[Items listed in a dataset]
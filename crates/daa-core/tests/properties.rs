//! Cross-cutting invariants of the detectors and band machinery, checked
//! over grids of encounter geometries.

use daa_core::{
    units, CdCylinder, Daidalus, Detector, Position, Tcas3d, Vect3, Velocity, WcvTaumod,
};

fn detectors() -> Vec<Detector> {
    vec![
        Detector::Cylinder(CdCylinder::default()),
        Detector::WcvTaumod(WcvTaumod::default()),
        Detector::Tcas3d(Tcas3d::default()),
    ]
}

fn geometries() -> Vec<(Vect3, Velocity, Vect3, Velocity)> {
    let mut out = Vec::new();
    let alt = units::from("ft", 8000.0);
    for range in [500.0, 2000.0, 8000.0, 30_000.0] {
        for bearing in [0.0, 0.7, 1.9, 3.1] {
            for closure in [-150.0, -50.0, 0.0, 80.0] {
                for dz in [-300.0, 0.0, 250.0] {
                    for vz in [-7.0, 0.0, 7.0] {
                        let si = Vect3::new(
                            range * f64::sin(bearing),
                            range * f64::cos(bearing),
                            alt + dz,
                        );
                        // intruder flies toward (closure < 0) or away from
                        // the ownship along the bearing line
                        let vi = Velocity::new(
                            closure * f64::sin(bearing),
                            closure * f64::cos(bearing),
                            vz,
                        );
                        out.push((
                            Vect3::new(0.0, 0.0, alt),
                            Velocity::new(0.0, 90.0, 0.0),
                            si,
                            vi,
                        ));
                    }
                }
            }
        }
    }
    out
}

#[test]
fn conflict_windows_are_clipped_and_ordered() {
    for det in detectors() {
        for (so, vo, si, vi) in geometries() {
            for (b, t) in [(0.0, 180.0), (20.0, 60.0), (0.0, 1.0)] {
                let cd = det.conflict_detection(so, vo, si, vi, b, t);
                if cd.conflict() {
                    assert!(
                        b <= cd.time_in && cd.time_in <= cd.time_out && cd.time_out <= t,
                        "window violation for {} at b={b} t={t}: {:?}",
                        det.name(),
                        cd
                    );
                } else {
                    assert!(cd.time_in >= cd.time_out);
                }
                assert!(!cd.time_in.is_nan() && !cd.time_out.is_nan());
            }
        }
    }
}

#[test]
fn violation_matches_instant_conflict() {
    // violation(s, v) holds exactly when a conflict window over a small
    // horizon starts now.
    for det in detectors() {
        for (so, vo, si, vi) in geometries() {
            let viol = det.violation(so, vo, si, vi);
            let cd = det.conflict_detection(so, vo, si, vi, 0.0, 1e-3);
            let starts_now = cd.conflict() && cd.time_in == 0.0;
            assert_eq!(
                viol,
                starts_now,
                "{} at so={so:?} si={si:?} vi={vi:?}: violation={viol} window={cd:?}",
                det.name()
            );
        }
    }
}

#[test]
fn wind_does_not_change_detector_results() {
    // Loading the same ground velocities with and without a declared wind
    // leaves the relative geometry, and therefore every detector query and
    // thresholds alert, unchanged.
    let alt = units::from("ft", 8000.0);
    let own_vel = Velocity::from_trk_gs_vs(0.3, 90.0, 0.0);
    let int_vel = Velocity::from_trk_gs_vs(3.3, 110.0, 0.0);
    let wind = Velocity::new(12.0, -8.0, 0.0);

    let build = |wind: Option<Velocity>| {
        let mut daa = Daidalus::new();
        daa.parameters.bands_alerting = false;
        if let Some(w) = wind {
            daa.set_wind_field(w);
        }
        daa.set_ownship_state(
            "own",
            Position::euclidean(0.0, 0.0, alt),
            own_vel,
            0.0,
        );
        daa.add_traffic(
            "intr",
            Position::euclidean(0.0, 15_000.0, alt),
            int_vel,
        );
        daa
    };

    let mut with_wind = build(Some(wind));
    let mut no_wind = build(None);

    let a = with_wind.time_interval_of_violation(1);
    let b = no_wind.time_interval_of_violation(1);
    assert!((a.time_in - b.time_in).abs() < 1e-9);
    assert!((a.time_out - b.time_out).abs() < 1e-9);
    assert_eq!(with_wind.alerting(1), no_wind.alerting(1));
}

#[test]
fn setting_wind_after_load_preserves_ground_tracks() {
    let alt = units::from("ft", 8000.0);
    let ground_vel = Velocity::from_trk_gs_vs(0.5, 100.0, 0.0);
    let mut daa = Daidalus::new();
    daa.set_ownship_state("own", Position::euclidean(0.0, 0.0, alt), ground_vel, 0.0);
    daa.add_traffic("intr", Position::euclidean(5000.0, 0.0, alt), ground_vel);

    let wind = Velocity::new(-15.0, 4.0, 0.0);
    daa.set_wind_field(wind);

    // Stored (air) velocity plus wind reproduces the ground velocity.
    for ac in daa.aircraft_list() {
        let ground = ac.vel.add(wind);
        assert!((ground.x - ground_vel.x).abs() < 1e-9);
        assert!((ground.y - ground_vel.y).abs() < 1e-9);
    }
}

#[test]
fn projected_bands_match_projected_state() {
    // Bands computed at a future time equal bands of the linearly
    // projected configuration.
    let alt = units::from("ft", 8000.0);
    let mut daa = Daidalus::new();
    daa.parameters.lookahead_time = 120.0;
    daa.set_ownship_state(
        "own",
        Position::euclidean(0.0, 0.0, alt),
        Velocity::from_trk_gs_vs(0.0, 100.0, 0.0),
        0.0,
    );
    daa.add_traffic(
        "intr",
        Position::euclidean(0.0, 20_000.0, alt),
        Velocity::from_trk_gs_vs(units::from("deg", 180.0), 100.0, 0.0),
    );
    let dt = 30.0;
    let mut at_future = daa.kinematic_bands_at(dt).expect("bands at future time");

    let own = daa.traffic_state_at(0, dt).unwrap();
    let intr = daa.traffic_state_at(1, dt).unwrap();
    let mut shifted = Daidalus::new();
    shifted.parameters.lookahead_time = 120.0;
    shifted.set_ownship_state("own", own.pos, own.vel, dt);
    shifted.add_traffic("intr", intr.pos, intr.vel);
    let mut direct = shifted.kinematic_bands().expect("bands");

    assert_eq!(at_future.track_length(), direct.track_length());
    for i in 0..at_future.track_length() {
        let a = at_future.track(i, "deg");
        let b = direct.track(i, "deg");
        assert!((a.low - b.low).abs() < 1e-6 && (a.up - b.up).abs() < 1e-6);
        assert_eq!(at_future.track_region(i), direct.track_region(i));
    }
}

#[test]
fn bands_outside_time_horizon_are_rejected() {
    let mut daa = Daidalus::new();
    daa.set_ownship_state(
        "own",
        Position::euclidean(0.0, 0.0, 1000.0),
        Velocity::from_trk_gs_vs(0.0, 100.0, 0.0),
        0.0,
    );
    assert!(daa.kinematic_bands_at(-1.0).is_none());
    assert!(daa.kinematic_bands_at(10_000.0).is_none());
    assert!(daa.has_error());
}

#[test]
fn repulsive_criterion_only_removes_green_cells() {
    // Enabling the repulsive criterion can reclassify green maneuvers as
    // red, never the other way around.
    let alt = units::from("ft", 8000.0);
    let build = |crit: bool| {
        let mut daa = Daidalus::new();
        daa.parameters.lookahead_time = 90.0;
        daa.parameters.alerting_time = 60.0;
        daa.parameters.conflict_crit = crit;
        daa.set_urgency_strategy(daa_core::UrgencyStrategy::FixedAircraft {
            id: "intr".to_string(),
        });
        daa.set_ownship_state(
            "own",
            Position::euclidean(0.0, 0.0, alt),
            Velocity::from_trk_gs_vs(0.1, 100.0, 0.0),
            0.0,
        );
        daa.add_traffic(
            "intr",
            Position::euclidean(1500.0, 14_000.0, alt),
            Velocity::from_trk_gs_vs(units::from("deg", 185.0), 100.0, 0.0),
        );
        daa.kinematic_bands().expect("bands")
    };
    let mut without = build(false);
    let mut with = build(true);
    // Sample the axis; anywhere the no-criterion bands are red, the
    // criterion bands are red too.
    for k in 0..360 {
        let trk = f64::from(k);
        let without_region = without.track_region_of(trk, "deg");
        let with_region = with.track_region_of(trk, "deg");
        if without_region == daa_core::BandsRegion::Near {
            assert_eq!(
                with_region,
                daa_core::BandsRegion::Near,
                "criterion turned {trk} deg green"
            );
        }
    }
}
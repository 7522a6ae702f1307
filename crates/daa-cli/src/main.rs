//! Batch alerting over a recorded state sequence.
//!
//! Walks a state-sequence file one timestep at a time, computes the alert
//! level against every traffic aircraft, and emits a `Time, Alerting` CSV
//! row for each timestep with a non-zero alert.

use std::fs::File;
use std::io::{self, BufWriter, Write};
use std::path::PathBuf;
use std::process::ExitCode;

use anyhow::{bail, Context, Result};
use clap::Parser;

use daa_core::{Daidalus, SequenceWalker};

/// Compute alert levels for a recorded encounter
#[derive(Parser, Debug)]
#[command(author, version, about)]
struct Args {
    /// Nominal-A preset: unbuffered well-clear volume, 1.5 deg/s turn rate
    #[arg(long)]
    noma: bool,

    /// Nominal-B preset: buffered well-clear volume, 3.0 deg/s turn rate
    #[arg(long)]
    nomb: bool,

    /// Configuration file (key = value, unit-tagged)
    #[arg(long)]
    conf: Option<PathBuf>,

    /// Write CSV output to this file instead of stdout
    #[arg(long)]
    output: Option<PathBuf>,

    /// State-sequence input file
    input: PathBuf,
}

fn run(args: &Args) -> Result<()> {
    let mut daa = Daidalus::new();

    if args.noma {
        daa.set_nominal_a();
    } else if args.nomb {
        daa.set_nominal_b();
    }

    if let Some(conf) = &args.conf {
        daa.load_parameters_from_file(conf)
            .with_context(|| format!("cannot load configuration file {}", conf.display()))?;
        eprintln!("Loading configuration file {}", conf.display());
    }

    let mut walker = SequenceWalker::from_file(&args.input)
        .with_context(|| format!("cannot read input file {}", args.input.display()))?;
    if walker.at_end() {
        bail!("input file {} contains no states", args.input.display());
    }

    let mut out: Box<dyn Write> = match &args.output {
        Some(path) => {
            let file = File::create(path)
                .with_context(|| format!("cannot create output file {}", path.display()))?;
            eprintln!("Output file: {}", path.display());
            Box::new(BufWriter::new(file))
        }
        None => Box::new(io::stdout().lock()),
    };

    writeln!(out, "Time, Alerting")?;
    while !walker.at_end() {
        walker.read_state(&mut daa);
        let mut alerting = -1;
        for i in 1..=daa.last_traffic_index().max(0) {
            alerting = alerting.max(daa.alerting(i as usize));
        }
        if alerting > 0 {
            writeln!(out, "{},{}", daa.current_time(), alerting)?;
        }
    }
    out.flush()?;
    Ok(())
}

fn main() -> ExitCode {
    tracing_subscriber::fmt()
        .with_env_filter(tracing_subscriber::EnvFilter::from_default_env())
        .with_writer(io::stderr)
        .init();

    let args = Args::parse();
    eprintln!("Processing file {}", args.input.display());
    match run(&args) {
        Ok(()) => ExitCode::SUCCESS,
        Err(e) => {
            eprintln!("{e:#}");
            ExitCode::FAILURE
        }
    }
}
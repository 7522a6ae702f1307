//! Vertical-speed bands: constant vertical acceleration with track and
//! ground speed held.

use serde::{Deserialize, Serialize};

use super::core::BandsCore;
use super::integer::{self, Maneuver, Search};
use super::real::{BandsData, KinematicAxis};
use crate::detection::Detector;
use crate::geom::vect::{Vect3, Velocity};
use crate::interval::IntervalSet;
use crate::kinematics;
use crate::state::{OwnshipState, TrafficState};

#[derive(Debug, Clone, Serialize, Deserialize)]
pub struct VsBands {
    data: BandsData,
    pub vertical_accel: f64,
}

impl VsBands {
    pub fn new(min: f64, max: f64, step: f64, recovery: bool, vertical_accel: f64) -> Self {
        VsBands {
            data: BandsData::new(min, max, step, recovery),
            vertical_accel,
        }
    }

    fn extents(&self, vs: f64) -> (i32, i32) {
        let maxdown = (((vs - self.data.min) / self.data.step).ceil().max(0.0)) as i32 + 1;
        let maxup = (((self.data.max - vs) / self.data.step).ceil().max(0.0)) as i32 + 1;
        (maxdown, maxup)
    }

    fn search<'a>(
        &'a self,
        conflict_det: &'a Detector,
        recovery_det: Option<&'a Detector>,
        repac: Option<&'a TrafficState>,
        b: f64,
        t: f64,
        ownship: &'a OwnshipState,
        traffic: &'a [TrafficState],
    ) -> (Search<'a, Self>, i32, i32) {
        let vs = ownship.velocity().vs();
        let (maxdown, maxup) = self.extents(vs);
        let tstep = self.data.step / self.vertical_accel;
        let epsv = repac.map_or(0, |ac| BandsCore::epsilon_v(ownship, ac));
        (
            Search {
                maneuver: self,
                conflict_det,
                recovery_det,
                tstep,
                b,
                t,
                b2: 0.0,
                t2: b,
                ownship,
                traffic,
                repac,
                epsh: 0,
                epsv,
            },
            maxdown,
            maxup,
        )
    }
}

impl Maneuver for VsBands {
    fn trajectory(&self, ownship: &OwnshipState, t: f64, dir: bool) -> (Vect3, Velocity) {
        let a = if dir { self.vertical_accel } else { -self.vertical_accel };
        kinematics::vs_accel(ownship.s(), ownship.v(), t, a)
    }
}

impl KinematicAxis for VsBands {
    fn data(&self) -> &BandsData {
        &self.data
    }

    fn data_mut(&mut self) -> &mut BandsData {
        &mut self.data
    }

    fn none_bands(
        &self,
        conflict_det: &Detector,
        recovery_det: Option<&Detector>,
        repac: Option<&TrafficState>,
        b: f64,
        t: f64,
        ownship: &OwnshipState,
        traffic: &[TrafficState],
    ) -> IntervalSet {
        let vs = ownship.velocity().vs();
        let (search, maxdown, maxup) =
            self.search(conflict_det, recovery_det, repac, b, t, ownship, traffic);
        let ints = search.combine(maxdown, maxup);
        integer::to_interval_set(&ints, self.data.step, vs, self.data.min, self.data.max)
    }

    fn any_red(
        &self,
        conflict_det: &Detector,
        recovery_det: Option<&Detector>,
        repac: Option<&TrafficState>,
        b: f64,
        t: f64,
        ownship: &OwnshipState,
        traffic: &[TrafficState],
    ) -> bool {
        let (search, maxdown, maxup) =
            self.search(conflict_det, recovery_det, repac, b, t, ownship, traffic);
        search.any_int_red(maxdown, maxup, 0)
    }

    fn all_red(
        &self,
        conflict_det: &Detector,
        recovery_det: Option<&Detector>,
        repac: Option<&TrafficState>,
        b: f64,
        t: f64,
        ownship: &OwnshipState,
        traffic: &[TrafficState],
    ) -> bool {
        let (search, maxdown, maxup) =
            self.search(conflict_det, recovery_det, repac, b, t, ownship, traffic);
        search.all_int_red(maxdown, maxup, 0)
    }
}
//! Top-level detect-and-avoid interface.
//!
//! A `Daidalus` instance owns the aircraft list (ownship at index 0), the
//! wind vector, the parameter block, the state detector, and the alerting
//! ladder. Velocities supplied by callers are ground velocities; the wind
//! vector is subtracted on entry so that all internal state is
//! wind-relative, and setting the wind after aircraft are loaded re-derives
//! every aircraft's air velocity so ground tracks are preserved.

use crate::alerting::{self, AlertInfo, Alertor};
use crate::bands::KinematicBands;
use crate::detection::{CdCylinder, ConflictData, Detector, WcvTaumod, WcvTable};
use crate::errlog::ErrorLog;
use crate::geom::position::Position;
use crate::geom::vect::Velocity;
use crate::params::Parameters;
use crate::pvs;
use crate::state::{OwnshipState, TrafficState};
use crate::units;
use crate::urgency::UrgencyStrategy;

pub const VERSION: &str = "0.1.0";

pub struct Daidalus {
    acs: Vec<TrafficState>,
    times: Vec<f64>,
    wind_vector: Velocity,
    alertor: Alertor,
    info: AlertInfo,
    detector: Detector,
    urgency_strategy: UrgencyStrategy,
    pub parameters: Parameters,
    error: ErrorLog,
}

impl Default for Daidalus {
    fn default() -> Self {
        Daidalus::new()
    }
}
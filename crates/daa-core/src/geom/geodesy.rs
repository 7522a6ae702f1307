//! Great-circle geodesy and the local East-North-Up projection used to bring
//! latitude/longitude traffic into the ownship's Euclidean frame.

use serde::{Deserialize, Serialize};

use super::vect::{Vect3, Velocity};

pub const EARTH_RADIUS_M: f64 = 6_371_000.0;

/// Great-circle distance between two points in meters (haversine).
pub fn haversine_distance(lat1: f64, lon1: f64, lat2: f64, lon2: f64) -> f64 {
    let phi1 = lat1.to_radians();
    let phi2 = lat2.to_radians();
    let dphi = (lat2 - lat1).to_radians();
    let dlambda = (lon2 - lon1).to_radians();
    let a = (dphi / 2.0).sin().powi(2) + phi1.cos() * phi2.cos() * (dlambda / 2.0).sin().powi(2);
    2.0 * EARTH_RADIUS_M * a.sqrt().atan2((1.0 - a).sqrt())
}

/// Initial bearing from point 1 to point 2 in radians, 0 = north, pi/2 = east.
pub fn bearing(lat1: f64, lon1: f64, lat2: f64, lon2: f64) -> f64 {
    let phi1 = lat1.to_radians();
    let phi2 = lat2.to_radians();
    let delta_lambda = (lon2 - lon1).to_radians();
    let x = delta_lambda.sin() * phi2.cos();
    let y = phi1.cos() * phi2.sin() - phi1.sin() * phi2.cos() * delta_lambda.cos();
    x.atan2(y)
}

/// Offset a position by distance and bearing along a great circle.
/// Returns (lat, lon) in degrees.
pub fn offset_by_bearing(lat: f64, lon: f64, distance_m: f64, bearing_rad: f64) -> (f64, f64) {
    if distance_m.abs() <= f64::EPSILON {
        return (lat, lon);
    }

    let lat1 = lat.to_radians();
    let lon1 = lon.to_radians();
    let angular_distance = distance_m / EARTH_RADIUS_M;

    let sin_lat1 = lat1.sin();
    let cos_lat1 = lat1.cos();
    let sin_ad = angular_distance.sin();
    let cos_ad = angular_distance.cos();

    let sin_lat2 = sin_lat1 * cos_ad + cos_lat1 * sin_ad * bearing_rad.cos();
    let lat2 = sin_lat2.clamp(-1.0, 1.0).asin();

    let y = bearing_rad.sin() * sin_ad * cos_lat1;
    let x = cos_ad - sin_lat1 * sin_lat2;
    let mut lon2 = lon1 + y.atan2(x);
    lon2 = (lon2 + std::f64::consts::PI).rem_euclid(2.0 * std::f64::consts::PI) - std::f64::consts::PI;

    (lat2.to_degrees(), lon2.to_degrees())
}

/// Meters per degree of latitude at a given latitude (WGS84 approximation).
pub fn meters_per_deg_lat(lat_deg: f64) -> f64 {
    let lat_rad = lat_deg.to_radians();
    111_132.954 - 559.822 * (2.0 * lat_rad).cos() + 1.175 * (4.0 * lat_rad).cos()
        - 0.0023 * (6.0 * lat_rad).cos()
}

/// Meters per degree of longitude at a given latitude (WGS84 approximation).
pub fn meters_per_deg_lon(lat_deg: f64) -> f64 {
    let lat_rad = lat_deg.to_radians();
    111_412.84 * lat_rad.cos() - 93.5 * (3.0 * lat_rad).cos() + 0.118 * (5.0 * lat_rad).cos()
}

/// East-North-Up tangent-plane projection anchored at a reference latitude
/// and longitude (degrees) at zero altitude.
///
/// The anchor never changes within a single band computation: all traffic is
/// projected through the ownship's projection.
#[derive(Debug, Clone, Copy, PartialEq, Serialize, Deserialize)]
pub struct EnuProjection {
    pub ref_lat: f64,
    pub ref_lon: f64,
}

impl EnuProjection {
    pub fn new(ref_lat: f64, ref_lon: f64) -> Self {
        EnuProjection { ref_lat, ref_lon }
    }

    /// Project (lat, lon, alt) to local (east, north, up) meters.
    pub fn project(&self, lat: f64, lon: f64, alt: f64) -> Vect3 {
        let x = (lon - self.ref_lon) * meters_per_deg_lon(self.ref_lat);
        let y = (lat - self.ref_lat) * meters_per_deg_lat(self.ref_lat);
        Vect3::new(x, y, alt)
    }

    /// Inverse of [`project`]: local meters back to (lat, lon, alt) degrees.
    pub fn unproject(&self, s: Vect3) -> (f64, f64, f64) {
        let lat = self.ref_lat + s.y / meters_per_deg_lat(self.ref_lat);
        let lon = self.ref_lon + s.x / meters_per_deg_lon(self.ref_lat);
        (lat, lon, s.z)
    }

    /// Velocities map unchanged through the tangent plane: track, ground
    /// speed, and vertical speed are preserved at the anchor.
    pub fn project_velocity(&self, v: Velocity) -> Velocity {
        v
    }
}
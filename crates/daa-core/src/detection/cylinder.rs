//! Fixed-cylinder conflict detector.

use serde::{Deserialize, Serialize};

use super::horizontal;
use super::vertical;
use super::{ConflictData, LossData};
use crate::geom::vect::{Vect3, Velocity};
use crate::units;

/// Conflict detector for a cylinder of radius `d` and half-height `h`
/// centered on the intruder.
#[derive(Debug, Clone, Copy, PartialEq, Serialize, Deserialize)]
pub struct CdCylinder {
    pub d: f64,
    pub h: f64,
}

impl CdCylinder {
    pub fn new(d: f64, h: f64) -> Self {
        CdCylinder { d, h }
    }

    /// The NMAC cylinder: the collision-avoidance floor.
    pub fn nmac() -> Self {
        CdCylinder {
            d: units::from("ft", 500.0),
            h: units::from("ft", 100.0),
        }
    }

    pub fn violation(&self, so: Vect3, _vo: Velocity, si: Vect3, _vi: Velocity) -> bool {
        let s = so - si;
        s.vect2().norm() < self.d && s.z.abs() < self.h
    }

    /// Straight-line entry/exit into the cylinder, clipped to [b, t].
    pub fn detection(&self, so: Vect3, vo: Velocity, si: Vect3, vi: Velocity, b: f64, t: f64) -> LossData {
        let s = so - si;
        let v = vo.sub(vi).vect3();
        let s2 = s.vect2();
        let v2 = v.vect2();

        let (hin, hout) = if v2.sqv() < f64::EPSILON {
            // parallel tracks: constant horizontal range
            if s2.norm() < self.d {
                (f64::NEG_INFINITY, f64::INFINITY)
            } else {
                return LossData::none();
            }
        } else {
            if horizontal::delta(s2, v2, self.d) < 0.0 {
                return LossData::none();
            }
            (
                horizontal::theta_d(s2, v2, -1, self.d),
                horizontal::theta_d(s2, v2, 1, self.d),
            )
        };

        let (vin, vout) = if v.z.abs() < f64::EPSILON {
            if s.z.abs() < self.h {
                (f64::NEG_INFINITY, f64::INFINITY)
            } else {
                return LossData::none();
            }
        } else {
            (
                vertical::theta_h(s.z, v.z, -1, self.h),
                vertical::theta_h(s.z, v.z, 1, self.h),
            )
        };

        let tin = b.max(hin).max(vin);
        let tout = t.min(hout).min(vout);
        if tin > tout {
            return LossData::none();
        }
        LossData::new(tin, tout)
    }

    pub fn conflict_detection(
        &self,
        so: Vect3,
        vo: Velocity,
        si: Vect3,
        vi: Velocity,
        b: f64,
        t: f64,
    ) -> ConflictData {
        let ld = self.detection(so, vo, si, vi, b, t);
        if !ld.conflict() {
            return ConflictData::new(ld, f64::INFINITY, f64::INFINITY);
        }
        let s = so - si;
        let v = vo.sub(vi).vect3();
        let t_crit = horizontal::tcpa(s.vect2(), v.vect2()).clamp(ld.time_in, ld.time_out);
        let at_crit = s.linear(v, t_crit);
        ConflictData::new(ld, t_crit, at_crit.cyl_norm(self.d, self.h))
    }
}

impl Default for CdCylinder {
    fn default() -> Self {
        CdCylinder {
            d: units::from("nmi", 5.0),
            h: units::from("ft", 1000.0),
        }
    }
}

EXERCISE GOAL: Report every line of the entries that carries the word "entry".

ANSWER:
//! vector is subtracted on entry so that all internal state is
    /// Straight-line entry/exit into the cylinder, clipped to [b, t].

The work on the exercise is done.